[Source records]
——————

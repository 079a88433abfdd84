//! Language repository for database operations.

use sqlx::PgPool;
use uuid::Uuid;

use crate::entities::LanguageEntity;
use crate::metrics::QueryTimer;

const LANGUAGE_COLUMNS: &str =
    "id, code, name, native_name, direction, is_active, sort_order, created_at";

/// Input for inserting a language.
#[derive(Debug, Clone)]
pub struct LanguageInput<'a> {
    pub code: &'a str,
    pub name: &'a str,
    pub native_name: Option<&'a str>,
    pub direction: &'a str,
    pub is_active: bool,
    pub sort_order: i32,
}

/// Optional field set for a partial language update.
#[derive(Debug, Clone, Default)]
pub struct LanguageUpdate<'a> {
    pub code: Option<&'a str>,
    pub name: Option<&'a str>,
    pub native_name: Option<&'a str>,
    pub direction: Option<&'a str>,
    pub is_active: Option<bool>,
    pub sort_order: Option<i32>,
}

/// Repository for language-related database operations.
#[derive(Clone)]
pub struct LanguageRepository {
    pool: PgPool,
}

impl LanguageRepository {
    pub fn new(pool: PgPool) -> Self {
        Self { pool }
    }

    pub async fn create(&self, input: &LanguageInput<'_>) -> Result<LanguageEntity, sqlx::Error> {
        let timer = QueryTimer::new("create_language");
        let result = sqlx::query_as::<_, LanguageEntity>(&format!(
            r#"
            INSERT INTO languages (code, name, native_name, direction, is_active, sort_order)
            VALUES ($1, $2, $3, $4, $5, $6)
            RETURNING {LANGUAGE_COLUMNS}
            "#
        ))
        .bind(input.code)
        .bind(input.name)
        .bind(input.native_name)
        .bind(input.direction)
        .bind(input.is_active)
        .bind(input.sort_order)
        .fetch_one(&self.pool)
        .await;
        timer.record();
        result
    }

    pub async fn find_by_id(&self, id: Uuid) -> Result<Option<LanguageEntity>, sqlx::Error> {
        let timer = QueryTimer::new("find_language_by_id");
        let result = sqlx::query_as::<_, LanguageEntity>(&format!(
            "SELECT {LANGUAGE_COLUMNS} FROM languages WHERE id = $1"
        ))
        .bind(id)
        .fetch_optional(&self.pool)
        .await;
        timer.record();
        result
    }

    /// Every language including inactive ones.
    pub async fn list(&self) -> Result<Vec<LanguageEntity>, sqlx::Error> {
        let timer = QueryTimer::new("list_languages");
        let result = sqlx::query_as::<_, LanguageEntity>(&format!(
            "SELECT {LANGUAGE_COLUMNS} FROM languages ORDER BY sort_order, name"
        ))
        .fetch_all(&self.pool)
        .await;
        timer.record();
        result
    }

    pub async fn list_active(&self) -> Result<Vec<LanguageEntity>, sqlx::Error> {
        let timer = QueryTimer::new("list_active_languages");
        let result = sqlx::query_as::<_, LanguageEntity>(&format!(
            "SELECT {LANGUAGE_COLUMNS} FROM languages WHERE is_active = true ORDER BY sort_order, name"
        ))
        .fetch_all(&self.pool)
        .await;
        timer.record();
        result
    }

    pub async fn update(
        &self,
        id: Uuid,
        update: &LanguageUpdate<'_>,
    ) -> Result<Option<LanguageEntity>, sqlx::Error> {
        let timer = QueryTimer::new("update_language");
        let result = sqlx::query_as::<_, LanguageEntity>(&format!(
            r#"
            UPDATE languages
            SET
                code = COALESCE($2, code),
                name = COALESCE($3, name),
                native_name = COALESCE($4, native_name),
                direction = COALESCE($5, direction),
                is_active = COALESCE($6, is_active),
                sort_order = COALESCE($7, sort_order)
            WHERE id = $1
            RETURNING {LANGUAGE_COLUMNS}
            "#
        ))
        .bind(id)
        .bind(update.code)
        .bind(update.name)
        .bind(update.native_name)
        .bind(update.direction)
        .bind(update.is_active)
        .bind(update.sort_order)
        .fetch_optional(&self.pool)
        .await;
        timer.record();
        result
    }

    /// Fails with a foreign key violation while translations reference the
    /// language.
    pub async fn delete(&self, id: Uuid) -> Result<u64, sqlx::Error> {
        let timer = QueryTimer::new("delete_language");
        let result = sqlx::query("DELETE FROM languages WHERE id = $1")
            .bind(id)
            .execute(&self.pool)
            .await;
        timer.record();
        result.map(|r| r.rows_affected())
    }

    pub async fn count(&self) -> Result<i64, sqlx::Error> {
        let timer = QueryTimer::new("count_languages");
        let result = sqlx::query_scalar::<_, i64>("SELECT COUNT(*) FROM languages")
            .fetch_one(&self.pool)
            .await;
        timer.record();
        result
    }
}
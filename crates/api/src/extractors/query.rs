//! Query string extractor with JSON rejections.

use axum::{
    async_trait,
    extract::{rejection::QueryRejection, FromRequestParts},
    http::request::Parts,
};
use serde::de::DeserializeOwned;

use crate::error::ApiError;

/// Drop-in for [`axum::extract::Query`] whose rejection is a 400
/// `validation_error` body.
#[derive(Debug, Clone, Copy, Default)]
pub struct Query<T>(pub T);

#[async_trait]
impl<T, S> FromRequestParts<S> for Query<T>
where
    T: DeserializeOwned + Send,
    S: Send + Sync,
{
    type Rejection = ApiError;

    async fn from_request_parts(parts: &mut Parts, state: &S) -> Result<Self, Self::Rejection> {
        axum::extract::Query::<T>::from_request_parts(parts, state)
            .await
            .map(|axum::extract::Query(value)| Query(value))
            .map_err(|rejection: QueryRejection| ApiError::Validation(rejection.body_text()))
    }
}
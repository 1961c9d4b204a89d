//! Configuration parser
//!
//! Turns a [`RawConfigurationDocument`] into a [`ConfigurationModel`] or a
//! [`ParseError`]. A partially built model is never returned.

pub mod error;
mod json;
mod xml;

pub use error::{ParseError, ParseErrorReason, ParseResult};

use crate::config::compile_time::document;
use crate::document::{DocumentFormat, RawConfigurationDocument};
use crate::logging::codes;
use crate::model::ConfigurationModel;
use crate::{log_error, log_success};

const UTF8_BOM: &[u8] = b"\xEF\xBB\xBF";

/// Resource caps applied while parsing
#[derive(Debug, Clone, PartialEq, Eq)]
pub struct ParseOptions {
    pub max_bytes: usize,
    pub max_depth: usize,
    pub max_nodes: u32,
    /// Required XML root element name; also the model root name for JSON
    pub root_element: Option<String>,
}

impl Default for ParseOptions {
    fn default() -> Self {
        Self {
            max_bytes: document::MAX_DOCUMENT_BYTES,
            max_depth: document::MAX_NESTING_DEPTH,
            max_nodes: document::MAX_NODE_COUNT,
            root_element: Some(document::EXPECTED_ROOT_ELEMENT.to_string()),
        }
    }
}

impl ParseOptions {
    pub fn with_max_bytes(mut self, max_bytes: usize) -> Self {
        self.max_bytes = max_bytes;
        self
    }

    pub fn with_max_depth(mut self, max_depth: usize) -> Self {
        self.max_depth = max_depth;
        self
    }

    pub fn with_max_nodes(mut self, max_nodes: u32) -> Self {
        self.max_nodes = max_nodes;
        self
    }

    pub fn with_root_element(mut self, root: Option<&str>) -> Self {
        self.root_element = root.map(str::to_string);
        self
    }
}

/// Parse with default caps
pub fn parse(document: RawConfigurationDocument) -> ParseResult<ConfigurationModel> {
    parse_with_options(document, &ParseOptions::default())
}

/// Consumes the document; its bytes are dropped when parsing ends
pub fn parse_with_options(
    document: RawConfigurationDocument,
    options: &ParseOptions,
) -> ParseResult<ConfigurationModel> {
    let format = document.format();
    let size = document.len();

    match parse_document(&document, options) {
        Ok(model) => {
            log_success!(
                codes::success::PARSE_COMPLETE,
                "Configuration parsed",
                "format" => format,
                "bytes" => size,
                "nodes" => model.node_count()
            );
            Ok(model)
        }
        Err(err) => {
            log_error!(
                err.error_code(),
                "Configuration rejected",
                "format" => format,
                "bytes" => size,
                "reason" => err.reason
            );
            Err(err)
        }
    }
}

fn parse_document(
    document: &RawConfigurationDocument,
    options: &ParseOptions,
) -> ParseResult<ConfigurationModel> {
    if document.is_empty() {
        return Err(ParseError::empty_document());
    }
    if document.len() > options.max_bytes {
        return Err(ParseError::size_exceeded(document.len(), options.max_bytes));
    }

    let bytes = document.as_bytes();
    let bytes = bytes.strip_prefix(UTF8_BOM).unwrap_or(bytes);
    let text = std::str::from_utf8(bytes).map_err(|err| {
        ParseError::new(ParseErrorReason::InvalidEncoding, err.to_string())
    })?;
    if text.trim().is_empty() {
        return Err(ParseError::empty_document());
    }

    let root = match document.format() {
        DocumentFormat::Xml => xml::parse_xml(text, options)?,
        DocumentFormat::Json => json::parse_json(text, options)?,
    };
    Ok(ConfigurationModel::new(root, document.format()))
}

#[cfg(test)]
mod tests {
    use super::*;
    use crate::model::{Flag, Section};
    use assert_matches::assert_matches;

    fn xml(text: &str) -> RawConfigurationDocument {
        RawConfigurationDocument::new(text.as_bytes().to_vec(), DocumentFormat::Xml)
    }

    #[test]
    fn test_xml_and_json_produce_the_same_model_shape() {
        let from_xml = parse(xml(
            "<pfsense><system><webgui><protocol>https</protocol></webgui></system><ntpd><enable/></ntpd></pfsense>",
        ))
        .unwrap();
        let from_json = parse(RawConfigurationDocument::new(
            br#"{"pfsense":{"system":{"webgui":{"protocol":"https"}},"ntpd":{"enable":""}}}"#.to_vec(),
            DocumentFormat::Json,
        ))
        .unwrap();

        for model in [&from_xml, &from_json] {
            assert_eq!(model.value("system/webgui/protocol"), Some("https"));
            assert_eq!(model.flag("ntpd/enable"), Flag::Enabled);
            assert!(model.has_section(Section::Ntpd));
        }
        assert_eq!(from_json.format(), DocumentFormat::Json);
    }

    #[test]
    fn test_empty_and_whitespace_documents() {
        assert_matches!(
            parse(xml("")),
            Err(ParseError { reason: ParseErrorReason::EmptyDocument, .. })
        );
        assert_matches!(
            parse(xml("  \n ")),
            Err(ParseError { reason: ParseErrorReason::EmptyDocument, .. })
        );
    }

    #[test]
    fn test_size_cap_checked_before_parsing() {
        let doc = xml("<pfsense><system/></pfsense>");
        let err = parse_with_options(doc, &ParseOptions::default().with_max_bytes(8)).unwrap_err();
        assert_eq!(err.reason, ParseErrorReason::SizeExceeded);
    }

    #[test]
    fn test_invalid_utf8() {
        let doc = RawConfigurationDocument::new(vec![b'<', 0xFF, 0xFE, b'>'], DocumentFormat::Xml);
        assert_eq!(parse(doc).unwrap_err().reason, ParseErrorReason::InvalidEncoding);
    }

    #[test]
    fn test_bom_is_accepted() {
        let mut bytes = UTF8_BOM.to_vec();
        bytes.extend_from_slice(b"<pfsense><system/></pfsense>");
        let model = parse(RawConfigurationDocument::new(bytes, DocumentFormat::Xml)).unwrap();
        assert!(model.has_section(Section::System));
    }

    #[test]
    fn test_billion_laughs_fails_closed() {
        let bomb = r#"<?xml version="1.0"?>
<!DOCTYPE lolz [
 <!ENTITY lol "lol">
 <!ENTITY lol2 "&lol;&lol;&lol;&lol;&lol;&lol;&lol;&lol;&lol;&lol;">
 <!ENTITY lol3 "&lol2;&lol2;&lol2;&lol2;&lol2;&lol2;&lol2;&lol2;&lol2;&lol2;">
]>
<pfsense><system><hostname>&lol3;</hostname></system></pfsense>"#;
        assert_eq!(parse(xml(bomb)).unwrap_err().reason, ParseErrorReason::ForbiddenDtd);
    }

    #[test]
    fn test_unknown_top_level_keys_pass_through() {
        let model = parse(RawConfigurationDocument::new(
            br#"{"system":{},"widgets":{"sequence":"a"},"revision":{"time":"1"}}"#.to_vec(),
            DocumentFormat::Json,
        ))
        .unwrap();
        assert_eq!(model.extra_sections(), vec!["revision", "widgets"]);
        assert_eq!(model.value("widgets/sequence"), Some("a"));
    }
}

——————

WHAT YOU SHOULD DO => Exactly the lines from the start of the entries through the one bearing "const LANGUAGE_COLUMNS: &str" are to be output, with both ends included.

EXERCISE ANSWER =>
repository 079a88433abfdd84
//! Language repository for database operations.

use sqlx::PgPool;
use uuid::Uuid;

use crate::entities::LanguageEntity;
use crate::metrics::QueryTimer;

const LANGUAGE_COLUMNS: &str =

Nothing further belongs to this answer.